I think it has to be the law written on the heart of all these people who ask. They know that they should not be saying, "I'm done." It has been put into their conscience by the Lord Himself to be fruitful and multiply. Let it be said once again, as with all posts of this nature, we are not dealing with the hard and difficult cases. And so that denial of Life must have company, not only with the spouse but with everyone else. If only we all say that we are DONE, than it will be OK. If only we all together reject the gifts that God Himself gives we will be OK. Safety in numbers; safety then in our choices. Choices that reject God's gift of the lives of human beings. Choices that say "No thanks God, I'm done with You giving me things that you call blessings. I am done with you creating life, people, human beings, children that you fearfully and wonderfully make through the means of the union of husband and wife. I'm done with your Son Jesus wishing the little children to come to Him. Done with Him putting His hands on them and blessing them at the font. I'm done with the very purpose of marriage itself, not by your choosing but by mine. No thank you God, I AM DONE."
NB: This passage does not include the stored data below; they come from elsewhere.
//! Donation assistant backed by a hosted LLM.

pub mod gemini;

use async_trait::async_trait;
use axum::http::StatusCode;
use serde::{Deserialize, Serialize};
use serde_json::{json, Value};

pub use gemini::GeminiChat;

const ACKNOWLEDGEMENT: &str =
    "I understand my role as a Food Donation Assistant. How can I help with food donations today?";

#[derive(Debug, Clone, Default, Deserialize)]
pub struct ChatRequest {
    #[serde(default)]
    pub message: String,
    #[serde(default)]
    pub context: ChatContext,
    #[serde(default)]
    pub history: Vec<HistoryMessage>,
}

/// Dashboard figures the client passes along so answers can reference them
#[derive(Debug, Clone, Default, Deserialize)]
#[serde(rename_all = "camelCase", default)]
pub struct ChatContext {
    pub user_donation_count: u64,
    pub total_community_donations: u64,
    pub pending_requests: u64,
    pub user_has_donated: bool,
    pub recent_donation_date: Option<String>,
    pub top_categories: Vec<String>,
    pub is_logged_in: bool,
}

#[derive(Debug, Clone, Deserialize)]
pub struct HistoryMessage {
    pub role: String,
    #[serde(default)]
    pub content: String,
}

#[derive(Debug, Clone, Copy, PartialEq, Eq, Serialize)]
#[serde(rename_all = "lowercase")]
pub enum Speaker {
    User,
    Model,
}

#[derive(Debug, Clone, PartialEq, Eq)]
pub struct Turn {
    pub speaker: Speaker,
    pub text: String,
}

impl Turn {
    fn user(text: impl Into<String>) -> Self {
        Self {
            speaker: Speaker::User,
            text: text.into(),
        }
    }

    fn model(text: impl Into<String>) -> Self {
        Self {
            speaker: Speaker::Model,
            text: text.into(),
        }
    }
}

#[derive(Debug, thiserror::Error)]
pub enum ChatError {
    #[error("chat request failed: {0}")]
    Http(#[from] reqwest::Error),

    #[error("chat provider error {status}: {message}")]
    Provider { status: u16, message: String },

    #[error("No response received from the model")]
    EmptyReply,
}

#[async_trait]
pub trait ChatModel: Send + Sync {
    /// Generate the next model turn for a conversation ending in a user turn.
    async fn generate(&self, turns: &[Turn]) -> Result<String, ChatError>;
}

pub fn system_prompt(ctx: &ChatContext) -> String {
    let mut facts = vec![
        format!("- User has made {} donations.", ctx.user_donation_count),
        format!(
            "- The community has made {} donations total.",
            ctx.total_community_donations
        ),
        format!(
            "- There are {} pending food requests awaiting fulfillment.",
            ctx.pending_requests
        ),
        format!(
            "- User {}.",
            if ctx.user_has_donated {
                "has donated before"
            } else {
                "has not donated yet"
            }
        ),
    ];
    if let Some(date) = ctx.recent_donation_date.as_deref().filter(|d| !d.is_empty()) {
        facts.push(format!("- User's most recent donation was on {}.", date));
    }
    facts.push(format!(
        "- Top donation categories: {}.",
        ctx.top_categories.join(", ")
    ));
    facts.push(format!(
        "- User is {}.",
        if ctx.is_logged_in {
            "logged in"
        } else {
            "not logged in"
        }
    ));

    format!(
        "You are a helpful Food Donation Assistant chatbot for a food donation platform.\n\n\
         Current context:\n{}\n\n\
         Your role:\n\
         1. Help users understand their donation impact and community contribution\n\
         2. Provide information about needed food items and areas that need support\n\
         3. Guide users on how to make monetary or food donations\n\
         4. Answer questions about the platform's features\n\
         5. Be encouraging and positive about donation efforts\n\n\
         Be concise, helpful, and friendly. If you don't know something specific, \
         suggest where they might find that information on the dashboard.",
        facts.join("\n")
    )
}

/// Prompt, acknowledgement, prior history (minus the client's greeting), then
/// the new message.
pub fn build_conversation(req: &ChatRequest) -> Vec<Turn> {
    let mut turns = vec![Turn::user(system_prompt(&req.context)), Turn::model(ACKNOWLEDGEMENT)];

    turns.extend(req.history.iter().skip(1).map(|msg| Turn {
        speaker: match msg.role.as_str() {
            "assistant" | "model" => Speaker::Model,
            _ => Speaker::User,
        },
        text: msg.content.clone(),
    }));

    turns.push(Turn::user(req.message.clone()));
    turns
}

pub async fn reply(model: Option<&dyn ChatModel>, req: ChatRequest) -> (StatusCode, Value) {
    let Some(model) = model else {
        tracing::error!("Chat API key is not configured");
        return (
            StatusCode::INTERNAL_SERVER_ERROR,
            json!({ "error": "API key not configured" }),
        );
    };

    if req.message.trim().is_empty() {
        return (
            StatusCode::BAD_REQUEST,
            json!({ "error": "Message is required" }),
        );
    }

    tracing::debug!("Sending chat message: {}", req.message);
    let turns = build_conversation(&req);

    match model.generate(&turns).await {
        Ok(text) if !text.trim().is_empty() => (StatusCode::OK, json!({ "response": text })),
        Ok(_) => failure(ChatError::EmptyReply),
        Err(e) => failure(e),
    }
}

fn failure(e: ChatError) -> (StatusCode, Value) {
    tracing::error!("Chatbot error: {}", e);
    (
        StatusCode::INTERNAL_SERVER_ERROR,
        json!({ "error": "Failed to process request", "details": e.to_string() }),
    )
}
I say no thanks to that. The Blessed Holy Trinity is the giver of Life, so let's let Him decide when we're done. No thanks to saying "no thanks" to the Father, (the Maker of Heaven and Earth) to His Son, our Lord Jesus Christ, (In him was life; and the life was the light of men) and to the Holy Spirit, (the Lord and Giver of Life). Let's let it be up to the Blessed Trinity whether we are done, or not. Or whether we'll be given sick children, or healthy children. Let's let Him decide whose going to be living and who is going to be born. Let's even let Him decide when we should die. Let's let Him decide when our parents should die. Let's even let Him decide when our children should die - long after we are dead, d.v. Let's let Him be God, and us be creatures. Let's believe that He really is the one who makes children, that they really are His, and He seems not to be done yet. As of this writing, the Father has not sent His Son to return on the clouds with all His Holy angels.